The problem -
Look over the entries and say how many lines include the word "data". Only the number, please.

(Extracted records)
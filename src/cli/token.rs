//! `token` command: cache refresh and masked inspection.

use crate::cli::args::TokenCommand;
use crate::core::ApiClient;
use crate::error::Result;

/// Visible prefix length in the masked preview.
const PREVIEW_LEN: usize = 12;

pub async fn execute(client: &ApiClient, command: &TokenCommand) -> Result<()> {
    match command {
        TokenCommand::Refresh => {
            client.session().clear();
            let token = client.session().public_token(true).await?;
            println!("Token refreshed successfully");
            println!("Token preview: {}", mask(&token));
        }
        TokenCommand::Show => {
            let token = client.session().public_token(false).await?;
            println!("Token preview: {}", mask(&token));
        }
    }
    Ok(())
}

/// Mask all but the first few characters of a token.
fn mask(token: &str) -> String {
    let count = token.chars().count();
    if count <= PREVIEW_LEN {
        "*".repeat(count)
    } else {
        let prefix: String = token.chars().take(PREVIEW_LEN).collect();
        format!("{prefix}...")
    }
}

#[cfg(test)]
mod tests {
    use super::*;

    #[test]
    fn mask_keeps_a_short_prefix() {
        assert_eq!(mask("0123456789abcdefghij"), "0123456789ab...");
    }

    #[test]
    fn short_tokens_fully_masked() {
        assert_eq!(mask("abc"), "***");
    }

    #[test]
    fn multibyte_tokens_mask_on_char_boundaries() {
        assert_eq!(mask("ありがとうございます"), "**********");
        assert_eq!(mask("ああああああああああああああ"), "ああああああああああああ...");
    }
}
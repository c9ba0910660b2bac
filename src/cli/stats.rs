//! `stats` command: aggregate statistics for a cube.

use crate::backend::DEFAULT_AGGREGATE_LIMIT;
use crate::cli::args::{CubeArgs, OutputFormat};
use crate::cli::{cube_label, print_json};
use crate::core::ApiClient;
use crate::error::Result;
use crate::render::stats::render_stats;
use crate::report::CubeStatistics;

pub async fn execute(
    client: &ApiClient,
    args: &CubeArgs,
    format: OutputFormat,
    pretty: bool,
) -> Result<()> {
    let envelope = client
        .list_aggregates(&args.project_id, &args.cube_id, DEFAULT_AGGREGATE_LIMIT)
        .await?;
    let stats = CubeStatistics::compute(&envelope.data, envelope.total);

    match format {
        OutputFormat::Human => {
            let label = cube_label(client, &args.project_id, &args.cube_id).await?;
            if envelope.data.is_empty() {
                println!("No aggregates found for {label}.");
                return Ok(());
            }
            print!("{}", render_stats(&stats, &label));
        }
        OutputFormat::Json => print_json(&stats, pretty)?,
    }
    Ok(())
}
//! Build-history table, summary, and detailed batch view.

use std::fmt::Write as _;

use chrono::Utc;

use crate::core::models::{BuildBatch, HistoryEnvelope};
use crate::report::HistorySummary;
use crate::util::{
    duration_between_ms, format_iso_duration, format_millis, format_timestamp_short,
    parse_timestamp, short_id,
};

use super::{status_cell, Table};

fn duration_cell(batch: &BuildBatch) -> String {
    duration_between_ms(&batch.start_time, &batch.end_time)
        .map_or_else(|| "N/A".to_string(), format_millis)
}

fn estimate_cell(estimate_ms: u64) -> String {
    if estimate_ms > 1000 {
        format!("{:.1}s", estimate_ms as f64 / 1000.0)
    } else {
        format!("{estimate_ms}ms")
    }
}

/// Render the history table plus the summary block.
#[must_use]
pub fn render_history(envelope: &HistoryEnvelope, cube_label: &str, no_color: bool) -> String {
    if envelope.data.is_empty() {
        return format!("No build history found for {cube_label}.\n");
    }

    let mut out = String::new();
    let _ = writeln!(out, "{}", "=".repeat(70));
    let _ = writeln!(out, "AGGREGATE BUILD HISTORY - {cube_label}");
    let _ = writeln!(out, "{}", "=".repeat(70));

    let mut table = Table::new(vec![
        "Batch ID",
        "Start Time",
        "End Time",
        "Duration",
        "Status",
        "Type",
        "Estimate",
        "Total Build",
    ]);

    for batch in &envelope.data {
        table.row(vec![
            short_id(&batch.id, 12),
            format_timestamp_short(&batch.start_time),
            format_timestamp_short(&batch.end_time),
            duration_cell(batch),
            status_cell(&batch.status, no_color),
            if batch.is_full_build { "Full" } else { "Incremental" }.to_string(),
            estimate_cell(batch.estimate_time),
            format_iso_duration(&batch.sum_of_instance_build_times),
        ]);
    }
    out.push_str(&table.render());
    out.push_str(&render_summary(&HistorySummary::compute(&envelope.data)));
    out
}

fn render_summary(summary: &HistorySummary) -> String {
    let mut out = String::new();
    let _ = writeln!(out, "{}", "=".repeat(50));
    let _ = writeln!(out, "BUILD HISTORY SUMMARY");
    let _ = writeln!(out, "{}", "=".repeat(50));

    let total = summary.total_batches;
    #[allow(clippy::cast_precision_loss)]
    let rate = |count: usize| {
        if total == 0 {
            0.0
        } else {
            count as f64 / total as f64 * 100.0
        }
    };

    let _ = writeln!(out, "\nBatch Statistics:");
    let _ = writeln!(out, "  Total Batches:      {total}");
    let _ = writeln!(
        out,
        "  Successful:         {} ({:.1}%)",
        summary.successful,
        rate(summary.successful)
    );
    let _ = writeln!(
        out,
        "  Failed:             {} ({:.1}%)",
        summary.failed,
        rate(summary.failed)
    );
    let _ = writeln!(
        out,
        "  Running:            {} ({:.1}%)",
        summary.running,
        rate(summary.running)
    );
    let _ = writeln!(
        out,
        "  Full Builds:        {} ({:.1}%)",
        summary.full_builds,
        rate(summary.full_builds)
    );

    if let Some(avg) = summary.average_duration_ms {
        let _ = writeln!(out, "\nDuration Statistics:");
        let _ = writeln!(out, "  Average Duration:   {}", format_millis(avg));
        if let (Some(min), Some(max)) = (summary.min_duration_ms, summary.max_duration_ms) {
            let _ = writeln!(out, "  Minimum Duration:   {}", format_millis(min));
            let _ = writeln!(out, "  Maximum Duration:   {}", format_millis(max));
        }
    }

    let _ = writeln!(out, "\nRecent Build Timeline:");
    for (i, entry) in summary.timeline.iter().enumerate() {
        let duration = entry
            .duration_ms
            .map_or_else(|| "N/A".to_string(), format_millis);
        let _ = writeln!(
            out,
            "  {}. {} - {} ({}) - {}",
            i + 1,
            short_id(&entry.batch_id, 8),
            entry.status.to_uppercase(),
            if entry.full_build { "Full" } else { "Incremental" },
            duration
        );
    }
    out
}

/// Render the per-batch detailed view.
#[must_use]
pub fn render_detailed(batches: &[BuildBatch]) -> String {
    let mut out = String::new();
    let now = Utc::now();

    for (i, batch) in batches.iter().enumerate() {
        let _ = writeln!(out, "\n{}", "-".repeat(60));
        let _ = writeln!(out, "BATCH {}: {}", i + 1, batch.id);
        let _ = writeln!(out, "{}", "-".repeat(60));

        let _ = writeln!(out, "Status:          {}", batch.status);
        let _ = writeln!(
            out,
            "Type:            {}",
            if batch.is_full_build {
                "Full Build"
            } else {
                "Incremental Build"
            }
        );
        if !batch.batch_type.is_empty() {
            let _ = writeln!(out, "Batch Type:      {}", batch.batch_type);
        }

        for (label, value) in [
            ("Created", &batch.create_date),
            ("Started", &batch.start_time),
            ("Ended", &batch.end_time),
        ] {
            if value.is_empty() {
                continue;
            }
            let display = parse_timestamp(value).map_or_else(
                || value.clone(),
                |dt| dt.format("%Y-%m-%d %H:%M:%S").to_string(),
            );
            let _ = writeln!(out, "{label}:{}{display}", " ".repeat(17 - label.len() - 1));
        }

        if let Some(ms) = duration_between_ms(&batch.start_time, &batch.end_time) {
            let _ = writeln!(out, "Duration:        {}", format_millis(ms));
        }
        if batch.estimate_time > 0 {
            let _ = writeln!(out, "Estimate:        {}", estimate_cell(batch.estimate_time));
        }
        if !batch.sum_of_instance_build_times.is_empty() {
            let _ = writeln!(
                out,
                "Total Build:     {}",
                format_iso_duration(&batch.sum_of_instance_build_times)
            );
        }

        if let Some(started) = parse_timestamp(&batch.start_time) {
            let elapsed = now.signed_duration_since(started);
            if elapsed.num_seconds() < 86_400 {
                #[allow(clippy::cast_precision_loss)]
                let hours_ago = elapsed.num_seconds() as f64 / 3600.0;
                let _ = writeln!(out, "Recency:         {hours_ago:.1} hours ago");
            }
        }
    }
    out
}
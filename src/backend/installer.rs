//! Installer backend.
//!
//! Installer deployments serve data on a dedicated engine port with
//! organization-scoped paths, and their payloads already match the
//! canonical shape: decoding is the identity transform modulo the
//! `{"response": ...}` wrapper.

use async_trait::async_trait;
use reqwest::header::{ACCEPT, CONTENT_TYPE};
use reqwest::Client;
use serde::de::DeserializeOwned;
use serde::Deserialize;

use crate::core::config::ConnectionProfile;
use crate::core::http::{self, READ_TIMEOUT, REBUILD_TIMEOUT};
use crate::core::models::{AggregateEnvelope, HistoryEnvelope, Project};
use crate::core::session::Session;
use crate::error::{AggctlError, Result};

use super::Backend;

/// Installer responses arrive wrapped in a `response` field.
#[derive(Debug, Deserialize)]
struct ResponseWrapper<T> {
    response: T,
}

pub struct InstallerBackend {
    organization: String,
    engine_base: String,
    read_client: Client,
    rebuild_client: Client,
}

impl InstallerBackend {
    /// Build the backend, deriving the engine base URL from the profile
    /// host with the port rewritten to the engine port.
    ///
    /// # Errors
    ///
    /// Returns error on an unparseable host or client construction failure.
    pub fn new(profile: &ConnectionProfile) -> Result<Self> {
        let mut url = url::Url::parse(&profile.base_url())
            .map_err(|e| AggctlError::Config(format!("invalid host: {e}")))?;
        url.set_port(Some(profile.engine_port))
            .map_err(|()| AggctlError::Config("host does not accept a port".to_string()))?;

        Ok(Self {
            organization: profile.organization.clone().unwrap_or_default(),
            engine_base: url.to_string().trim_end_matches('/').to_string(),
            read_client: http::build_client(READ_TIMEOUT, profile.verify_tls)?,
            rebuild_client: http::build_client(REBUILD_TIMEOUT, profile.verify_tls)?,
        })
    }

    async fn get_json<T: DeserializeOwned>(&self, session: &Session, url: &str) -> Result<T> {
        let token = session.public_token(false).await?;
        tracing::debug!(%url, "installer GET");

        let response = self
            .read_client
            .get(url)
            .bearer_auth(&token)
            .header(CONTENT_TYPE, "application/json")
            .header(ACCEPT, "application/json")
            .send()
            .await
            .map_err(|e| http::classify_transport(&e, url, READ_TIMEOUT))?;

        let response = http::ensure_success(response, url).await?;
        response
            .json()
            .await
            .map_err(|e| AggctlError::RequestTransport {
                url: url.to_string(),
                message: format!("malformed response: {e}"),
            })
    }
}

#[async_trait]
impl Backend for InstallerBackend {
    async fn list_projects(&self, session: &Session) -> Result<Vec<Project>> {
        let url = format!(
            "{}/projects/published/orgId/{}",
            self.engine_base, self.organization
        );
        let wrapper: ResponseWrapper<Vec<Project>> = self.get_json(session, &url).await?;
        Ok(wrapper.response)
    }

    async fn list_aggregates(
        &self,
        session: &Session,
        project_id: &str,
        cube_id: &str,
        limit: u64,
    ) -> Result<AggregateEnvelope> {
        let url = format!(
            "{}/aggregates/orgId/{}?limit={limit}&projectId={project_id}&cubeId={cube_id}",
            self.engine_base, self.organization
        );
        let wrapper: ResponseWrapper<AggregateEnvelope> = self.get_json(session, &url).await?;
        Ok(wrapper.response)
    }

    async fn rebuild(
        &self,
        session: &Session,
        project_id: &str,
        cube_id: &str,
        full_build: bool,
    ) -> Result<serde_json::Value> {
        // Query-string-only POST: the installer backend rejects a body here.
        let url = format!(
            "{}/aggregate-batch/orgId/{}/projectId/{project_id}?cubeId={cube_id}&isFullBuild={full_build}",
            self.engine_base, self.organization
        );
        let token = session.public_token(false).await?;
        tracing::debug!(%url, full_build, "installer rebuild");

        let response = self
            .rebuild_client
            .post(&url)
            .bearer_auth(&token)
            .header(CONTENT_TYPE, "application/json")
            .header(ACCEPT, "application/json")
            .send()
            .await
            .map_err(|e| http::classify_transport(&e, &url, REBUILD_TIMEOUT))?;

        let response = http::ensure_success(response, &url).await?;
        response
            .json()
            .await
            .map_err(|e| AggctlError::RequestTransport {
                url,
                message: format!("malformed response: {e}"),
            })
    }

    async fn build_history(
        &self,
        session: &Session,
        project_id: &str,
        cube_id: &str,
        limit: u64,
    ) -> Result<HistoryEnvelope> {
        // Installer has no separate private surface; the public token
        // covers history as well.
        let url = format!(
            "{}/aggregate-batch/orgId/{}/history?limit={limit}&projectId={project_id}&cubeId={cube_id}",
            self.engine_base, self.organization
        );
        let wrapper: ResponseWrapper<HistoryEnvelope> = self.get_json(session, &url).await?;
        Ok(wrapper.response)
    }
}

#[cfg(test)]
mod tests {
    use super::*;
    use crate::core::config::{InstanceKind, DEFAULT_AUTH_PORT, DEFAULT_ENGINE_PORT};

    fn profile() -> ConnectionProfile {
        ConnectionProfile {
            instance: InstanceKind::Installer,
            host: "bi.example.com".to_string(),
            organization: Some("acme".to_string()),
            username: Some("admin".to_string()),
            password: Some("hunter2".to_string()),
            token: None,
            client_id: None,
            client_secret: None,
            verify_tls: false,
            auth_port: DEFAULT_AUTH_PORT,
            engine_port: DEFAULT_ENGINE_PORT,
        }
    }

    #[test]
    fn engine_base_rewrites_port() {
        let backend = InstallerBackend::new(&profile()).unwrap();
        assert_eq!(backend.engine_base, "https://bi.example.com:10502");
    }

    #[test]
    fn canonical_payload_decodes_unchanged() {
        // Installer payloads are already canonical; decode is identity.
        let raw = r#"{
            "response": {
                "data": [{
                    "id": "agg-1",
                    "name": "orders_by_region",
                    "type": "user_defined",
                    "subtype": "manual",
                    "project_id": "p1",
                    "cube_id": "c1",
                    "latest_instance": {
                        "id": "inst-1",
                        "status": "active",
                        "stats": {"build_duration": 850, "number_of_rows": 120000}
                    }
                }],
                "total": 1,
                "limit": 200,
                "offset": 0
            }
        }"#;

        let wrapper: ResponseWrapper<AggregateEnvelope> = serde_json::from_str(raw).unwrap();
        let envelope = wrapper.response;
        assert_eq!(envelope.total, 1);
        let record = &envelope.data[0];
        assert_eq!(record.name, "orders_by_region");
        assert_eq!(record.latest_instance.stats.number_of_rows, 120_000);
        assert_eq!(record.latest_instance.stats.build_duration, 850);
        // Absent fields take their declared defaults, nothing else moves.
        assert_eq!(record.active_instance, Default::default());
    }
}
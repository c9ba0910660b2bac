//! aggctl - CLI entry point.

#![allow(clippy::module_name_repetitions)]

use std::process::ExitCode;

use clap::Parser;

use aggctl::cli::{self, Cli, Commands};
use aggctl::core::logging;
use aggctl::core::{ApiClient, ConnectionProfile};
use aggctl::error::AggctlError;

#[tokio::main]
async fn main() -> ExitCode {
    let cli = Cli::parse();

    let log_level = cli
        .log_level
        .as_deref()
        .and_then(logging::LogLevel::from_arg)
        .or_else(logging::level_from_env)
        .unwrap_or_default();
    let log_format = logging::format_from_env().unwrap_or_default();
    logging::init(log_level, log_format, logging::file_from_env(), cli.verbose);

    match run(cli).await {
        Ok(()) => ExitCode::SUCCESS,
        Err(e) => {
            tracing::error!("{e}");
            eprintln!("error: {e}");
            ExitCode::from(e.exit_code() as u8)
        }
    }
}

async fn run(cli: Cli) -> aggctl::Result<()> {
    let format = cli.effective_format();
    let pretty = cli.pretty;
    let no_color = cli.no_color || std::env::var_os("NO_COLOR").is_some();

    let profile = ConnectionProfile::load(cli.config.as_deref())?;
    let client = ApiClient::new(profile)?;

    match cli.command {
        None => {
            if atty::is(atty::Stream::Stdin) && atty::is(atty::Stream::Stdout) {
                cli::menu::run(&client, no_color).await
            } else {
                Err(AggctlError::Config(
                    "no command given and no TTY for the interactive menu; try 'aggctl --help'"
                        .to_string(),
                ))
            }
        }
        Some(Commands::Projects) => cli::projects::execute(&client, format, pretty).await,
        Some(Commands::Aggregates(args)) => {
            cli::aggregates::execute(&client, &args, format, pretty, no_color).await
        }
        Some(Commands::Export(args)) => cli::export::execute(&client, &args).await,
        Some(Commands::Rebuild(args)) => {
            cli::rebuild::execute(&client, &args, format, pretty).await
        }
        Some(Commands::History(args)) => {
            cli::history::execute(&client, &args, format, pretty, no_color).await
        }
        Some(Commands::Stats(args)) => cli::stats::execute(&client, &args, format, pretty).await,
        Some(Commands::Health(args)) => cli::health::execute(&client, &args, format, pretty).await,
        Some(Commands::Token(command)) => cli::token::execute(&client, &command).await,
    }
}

Task solution -
8